Kohl’s has finished his new CEO Ashley Buchanan after an investigation determined that he ordered the retailer to participate in transactions of suppliers involving conflicts of unleashed interests.
The president of Kohl, Michael Bender, as an interim CEO, from immediately. In relation to the appointment, Bender will resign as a member of the audit, compensation and nomination and environmental, social and government committee, according to the regulatory presentation of the retailer.
The news comes almost four months later Buchanan, Who had previously been the CEO of the Michaels arts and crafts chain, took over the work on January 15. Buchanan’s appointment marks the third CEO of Kohl’s in three years while department stores fight to reverse slow sales.
Kohl’s said Thursday that Buchanan’s dismissal is not related to his performance, financial information, operations results and did not involve any of his other employees.
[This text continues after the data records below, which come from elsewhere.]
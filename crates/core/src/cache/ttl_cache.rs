use std::collections::HashMap;
use std::future::Future;
use std::sync::Arc;

use chrono::{DateTime, Duration, Utc};
use log::debug;
use tokio::sync::{Mutex, RwLock};

use super::clock::{Clock, SystemClock};

/// A cached payload and the instant it was fetched.
#[derive(Debug)]
pub struct CacheEntry<T> {
    pub payload: Arc<T>,
    pub fetched_at: DateTime<Utc>,
}

impl<T> Clone for CacheEntry<T> {
    fn clone(&self) -> Self {
        Self {
            payload: Arc::clone(&self.payload),
            fetched_at: self.fetched_at,
        }
    }
}

/// Keyed cache whose entries expire `ttl` after they were stored.
///
/// An entry is fresh while `now - fetched_at < ttl`. Expired entries are never
/// served and are overwritten by the next successful fetch. A failed fetch
/// leaves the previous entry untouched.
///
/// Concurrent misses for the same key are coalesced in [`TtlCache::get_or_refresh`]:
/// only the first caller reaches upstream, the rest wait and read its result.
pub struct TtlCache<T> {
    ttl: Duration,
    clock: Arc<dyn Clock>,
    entries: RwLock<HashMap<String, CacheEntry<T>>>,
    inflight: Mutex<HashMap<String, Arc<Mutex<()>>>>,
}

impl<T: Send + Sync> TtlCache<T> {
    pub fn new(ttl: Duration) -> Self {
        Self::with_clock(ttl, Arc::new(SystemClock))
    }

    pub fn with_clock(ttl: Duration, clock: Arc<dyn Clock>) -> Self {
        Self {
            ttl,
            clock,
            entries: RwLock::new(HashMap::new()),
            inflight: Mutex::new(HashMap::new()),
        }
    }

    pub fn ttl(&self) -> Duration {
        self.ttl
    }

    /// Returns the entry for `key` if it is still fresh.
    pub async fn get(&self, key: &str) -> Option<CacheEntry<T>> {
        let now = self.clock.now();
        let entries = self.entries.read().await;
        entries
            .get(key)
            .filter(|entry| now - entry.fetched_at < self.ttl)
            .cloned()
    }

    /// Stores `payload` under `key`, stamped with the current time.
    pub async fn put(&self, key: &str, payload: T) -> CacheEntry<T> {
        let entry = CacheEntry {
            payload: Arc::new(payload),
            fetched_at: self.clock.now(),
        };
        self.entries
            .write()
            .await
            .insert(key.to_string(), entry.clone());
        entry
    }

    /// Serves `key` from cache, or runs `fetch` and stores its result.
    pub async fn get_or_refresh<F, Fut, E>(&self, key: &str, fetch: F) -> Result<CacheEntry<T>, E>
    where
        F: FnOnce() -> Fut,
        Fut: Future<Output = Result<T, E>>,
    {
        if let Some(entry) = self.get(key).await {
            debug!("Cache hit for '{}'", key);
            return Ok(entry);
        }

        let gate = {
            let mut inflight = self.inflight.lock().await;
            Arc::clone(inflight.entry(key.to_string()).or_default())
        };
        let _guard = gate.lock().await;

        // Another caller may have refreshed while we waited on the gate.
        if let Some(entry) = self.get(key).await {
            debug!("Cache filled by concurrent refresh for '{}'", key);
            return Ok(entry);
        }

        debug!("Cache miss for '{}', fetching", key);
        let payload = fetch().await?;
        Ok(self.put(key, payload).await)
    }
}

#[cfg(test)]
mod tests {
    use super::*;
    use crate::cache::ManualClock;
    use chrono::TimeZone;
    use std::sync::atomic::{AtomicUsize, Ordering};

    fn fixture(ttl_secs: i64) -> (Arc<ManualClock>, TtlCache<Vec<u32>>) {
        let clock = Arc::new(ManualClock::new(
            Utc.with_ymd_and_hms(2024, 1, 1, 0, 0, 0).unwrap(),
        ));
        let cache = TtlCache::with_clock(Duration::seconds(ttl_secs), clock.clone());
        (clock, cache)
    }

    #[tokio::test]
    async fn test_entry_fresh_until_ttl_elapses() {
        let (clock, cache) = fixture(30);
        let calls = AtomicUsize::new(0);
        let counter = &calls;
        let fetch = move || async move {
            counter.fetch_add(1, Ordering::SeqCst);
            Ok::<_, String>(vec![1, 2, 3])
        };

        let first = cache.get_or_refresh("crypto", fetch).await.unwrap();
        clock.advance(Duration::seconds(29));
        let second = cache.get_or_refresh("crypto", fetch).await.unwrap();

        assert_eq!(calls.load(Ordering::SeqCst), 1);
        assert!(Arc::ptr_eq(&first.payload, &second.payload));
        assert_eq!(first.fetched_at, second.fetched_at);

        clock.advance(Duration::seconds(2));
        let third = cache.get_or_refresh("crypto", fetch).await.unwrap();
        assert_eq!(calls.load(Ordering::SeqCst), 2);
        assert!(!Arc::ptr_eq(&first.payload, &third.payload));
    }

    #[tokio::test]
    async fn test_exact_ttl_boundary_is_stale() {
        let (clock, cache) = fixture(30);
        cache.put("news", vec![7]).await;
        clock.advance(Duration::seconds(30));
        assert!(cache.get("news").await.is_none());
    }

    #[tokio::test]
    async fn test_keys_are_independent() {
        let (_clock, cache) = fixture(30);
        cache.put("crypto", vec![1]).await;
        assert!(cache.get("stocks").await.is_none());
        assert_eq!(*cache.get("crypto").await.unwrap().payload, vec![1]);
    }

    #[tokio::test]
    async fn test_failed_fetch_is_not_cached() {
        let (clock, cache) = fixture(30);
        cache.put("crypto", vec![1]).await;
        clock.advance(Duration::seconds(31));

        let err = cache
            .get_or_refresh("crypto", || async { Err::<Vec<u32>, _>("upstream down") })
            .await
            .unwrap_err();
        assert_eq!(err, "upstream down");
        // Stale data is never served, even after a failed refresh.
        assert!(cache.get("crypto").await.is_none());

        let refreshed = cache
            .get_or_refresh("crypto", || async { Ok::<_, &str>(vec![2]) })
            .await
            .unwrap();
        assert_eq!(*refreshed.payload, vec![2]);
    }

    #[tokio::test(flavor = "multi_thread", worker_threads = 4)]
    async fn test_concurrent_misses_fetch_once() {
        let (_clock, cache) = fixture(30);
        let cache = Arc::new(cache);
        let calls = Arc::new(AtomicUsize::new(0));

        let mut handles = Vec::new();
        for _ in 0..8 {
            let cache = cache.clone();
            let calls = calls.clone();
            handles.push(tokio::spawn(async move {
                cache
                    .get_or_refresh("stocks", || async {
                        calls.fetch_add(1, Ordering::SeqCst);
                        tokio::time::sleep(std::time::Duration::from_millis(50)).await;
                        Ok::<_, String>(vec![42])
                    })
                    .await
                    .unwrap()
            }));
        }

        let mut results = Vec::new();
        for handle in handles {
            results.push(handle.await.unwrap());
        }

        assert_eq!(calls.load(Ordering::SeqCst), 1);
        assert!(results
            .windows(2)
            .all(|pair| Arc::ptr_eq(&pair[0].payload, &pair[1].payload)));
    }
}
Kohl’s will carry out a search for a permanent CEO and said he will appoint a new president in due time. The company could not be contacted immediately to comment. Buchanan did not immediately return a message sent to his LinkedIn account.
According to the presentation of the stock exchange and securities, the termination of Buchanan follows an investigation carried out by an external lawyer and supervised by the Board Audit Committee. He discovered that Buchanan had ordered that Kohl’s driving business with a supplier founded by an individual with whom Buchanan has a personal relationship in “very unusual terms favorable for the supplier” and that also made Kohl’s celebrate a multimillion -dollar consulting agreement with the same individual who was part of the consulting team.
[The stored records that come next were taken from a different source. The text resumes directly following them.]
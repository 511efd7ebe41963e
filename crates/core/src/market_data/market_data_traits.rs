use async_trait::async_trait;
use marketdash_market_data::CryptoQuote;

use crate::cache::CacheEntry;
use crate::errors::Result;
use crate::quotes::StockQuote;

/// Trait for market data service operations
#[async_trait]
pub trait MarketDataServiceTrait: Send + Sync {
    /// Top coins by market cap, served from cache while fresh.
    async fn get_crypto_quotes(&self) -> Result<CacheEntry<Vec<CryptoQuote>>>;
    /// One hundred synthetic equities, regenerated on every cache miss.
    async fn get_stock_quotes(&self) -> Result<CacheEntry<Vec<StockQuote>>>;
}
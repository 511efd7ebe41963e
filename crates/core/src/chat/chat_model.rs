use serde::Serialize;

/// Which rule produced a reply.
#[derive(Debug, Clone, Copy, PartialEq, Eq, Serialize)]
#[serde(rename_all = "snake_case")]
pub enum ChatIntent {
    Greeting,
    StockRecommendation,
    CryptoRecommendation,
    MarketStatus,
    Investment,
    Price,
    Comparison,
    Learning,
    Fallback,
}

#[derive(Debug, Clone, PartialEq, Eq, Serialize)]
pub struct ChatReply {
    #[serde(skip)]
    pub intent: ChatIntent,
    pub response: String,
}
He also discovered that in no case Buchanan revealed this relationship as required under Kohl’s code of ethics.
In relation to its termination and in accordance with the terms of its capital awards agreements, Buchanan will lose all the capital awards he received from the company, including the recruitment awards made as of January 15, according to the presentation. Buchanan must also reimburse Kohl’s for a proportional portion of its signature incentive for an amount of $ 2.5 million, according to the documents.
As a result of the Buchanan termination, the Board has decided to withdraw its nomination for the election as director of the company at the annual shareholders meeting of the company that will be held on May 14.
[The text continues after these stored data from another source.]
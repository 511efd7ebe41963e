use std::sync::Arc;

use async_trait::async_trait;
use chrono::Duration;
use marketdash_market_data::{CryptoNewsItem, CryptoNewsProvider};

use super::news_model::{NewsArticle, NewsCategory, Sentiment};
use super::news_traits::NewsSourceTrait;
use super::sentiment::analyze_sentiment;
use crate::cache::{Clock, SystemClock};
use crate::constants::CRYPTO_NEWS_LIMIT;
use crate::errors::Result;

/// Crypto headlines from an upstream provider, tagged with a keyword
/// sentiment computed over the title and the feed's own description.
pub struct CryptoNewsSource {
    provider: Arc<dyn CryptoNewsProvider>,
    limit: usize,
}

impl CryptoNewsSource {
    pub fn new(provider: Arc<dyn CryptoNewsProvider>) -> Self {
        Self {
            provider,
            limit: CRYPTO_NEWS_LIMIT,
        }
    }

    fn to_article(item: CryptoNewsItem) -> NewsArticle {
        let sentiment = analyze_sentiment(&format!(
            "{} {}",
            item.title,
            item.summary.as_deref().unwrap_or("")
        ));
        NewsArticle {
            id: item.id,
            title: item.title,
            description: item.description,
            url: item.url,
            image: item.image,
            source: item.source,
            published_at: item.published_at,
            category: NewsCategory::Crypto,
            sentiment,
        }
    }
}

#[async_trait]
impl NewsSourceTrait for CryptoNewsSource {
    fn id(&self) -> &'static str {
        self.provider.id()
    }

    async fn fetch_articles(&self) -> Result<Vec<NewsArticle>> {
        let items = self.provider.get_news(self.limit).await?;
        Ok(items.into_iter().map(Self::to_article).collect())
    }
}

struct Headline {
    id: &'static str,
    title: &'static str,
    description: &'static str,
    source: &'static str,
    hours_ago: i64,
    sentiment: Sentiment,
}

const STOCK_HEADLINES: [Headline; 3] = [
    Headline {
        id: "stock-1",
        title: "Indian Markets Show Strong Growth Momentum",
        description: "BSE Sensex and NSE Nifty continue their upward trajectory as investor sentiment remains positive.",
        source: "Market Watch",
        hours_ago: 0,
        sentiment: Sentiment::Positive,
    },
    Headline {
        id: "stock-2",
        title: "IT Sector Leads Market Rally",
        description: "Technology stocks including TCS, Infosys, and Wipro show significant gains in today's trading session.",
        source: "Financial Express",
        hours_ago: 1,
        sentiment: Sentiment::Positive,
    },
    Headline {
        id: "stock-3",
        title: "Banking Sector Consolidation Continues",
        description: "Major banking stocks show mixed performance as sector consolidation remains in focus.",
        source: "Economic Times",
        hours_ago: 2,
        sentiment: Sentiment::Neutral,
    },
];

/// Fixed equity briefing. Timestamps are relative to the clock at fetch time.
pub struct StockHeadlines {
    clock: Arc<dyn Clock>,
}

impl StockHeadlines {
    pub fn new() -> Self {
        Self::with_clock(Arc::new(SystemClock))
    }

    pub fn with_clock(clock: Arc<dyn Clock>) -> Self {
        Self { clock }
    }
}

impl Default for StockHeadlines {
    fn default() -> Self {
        Self::new()
    }
}

#[async_trait]
impl NewsSourceTrait for StockHeadlines {
    fn id(&self) -> &'static str {
        "STOCK_HEADLINES"
    }

    async fn fetch_articles(&self) -> Result<Vec<NewsArticle>> {
        let now = self.clock.now();
        Ok(STOCK_HEADLINES
            .iter()
            .map(|h| NewsArticle {
                id: h.id.to_string(),
                title: h.title.to_string(),
                description: Some(h.description.to_string()),
                url: "#".to_string(),
                image: None,
                source: h.source.to_string(),
                published_at: now - Duration::hours(h.hours_ago),
                category: NewsCategory::Stock,
                sentiment: h.sentiment,
            })
            .collect())
    }
}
Buchanan had happened to Tom Kingsbury, who stayed as an advisor and is holding his position at the Kohl Board until his retirement next month. Kingsbury served as an interim CEO of Kohl in December 2022 and was appointed his Permanent leader in February 2023.
The dismissal comes at a time when Kohl’s, which operates 1,600 stores throughout the country, is fighting with slow sales. Its average income buyers have withdrawn discretionary expenditure compared to prices still high due to needs. He also faces a hard competition from Walmart and Amazon, who have improved their fashion offers at affordable prices.
And like other retailers, he faces uncertainty about President Donald Trump’s expansive tariffs.
On Thursday, Kohl’s offered a preliminary vision of sales and profits for the current quarter that showed continuous weakness, although the expected results are on the way to overcome Wall Street estimates. He said he hopes to inform a decrease in comparable sales, which come from established physical stores and online channels, in the range of 4.3% to 4%, and a loss of 24 cents to 20 cents per share for the first fiscal quarter.
Analysts expected the loss of profits per share of 54 cents and a fall in comparable sales of 6.4%, according to Factset.
He hopes to inform the final results of the first fiscal quarter on May 29.
The company’s shares, based in Menomonee Falls, Wisconsin, increased almost 9% in morning trade.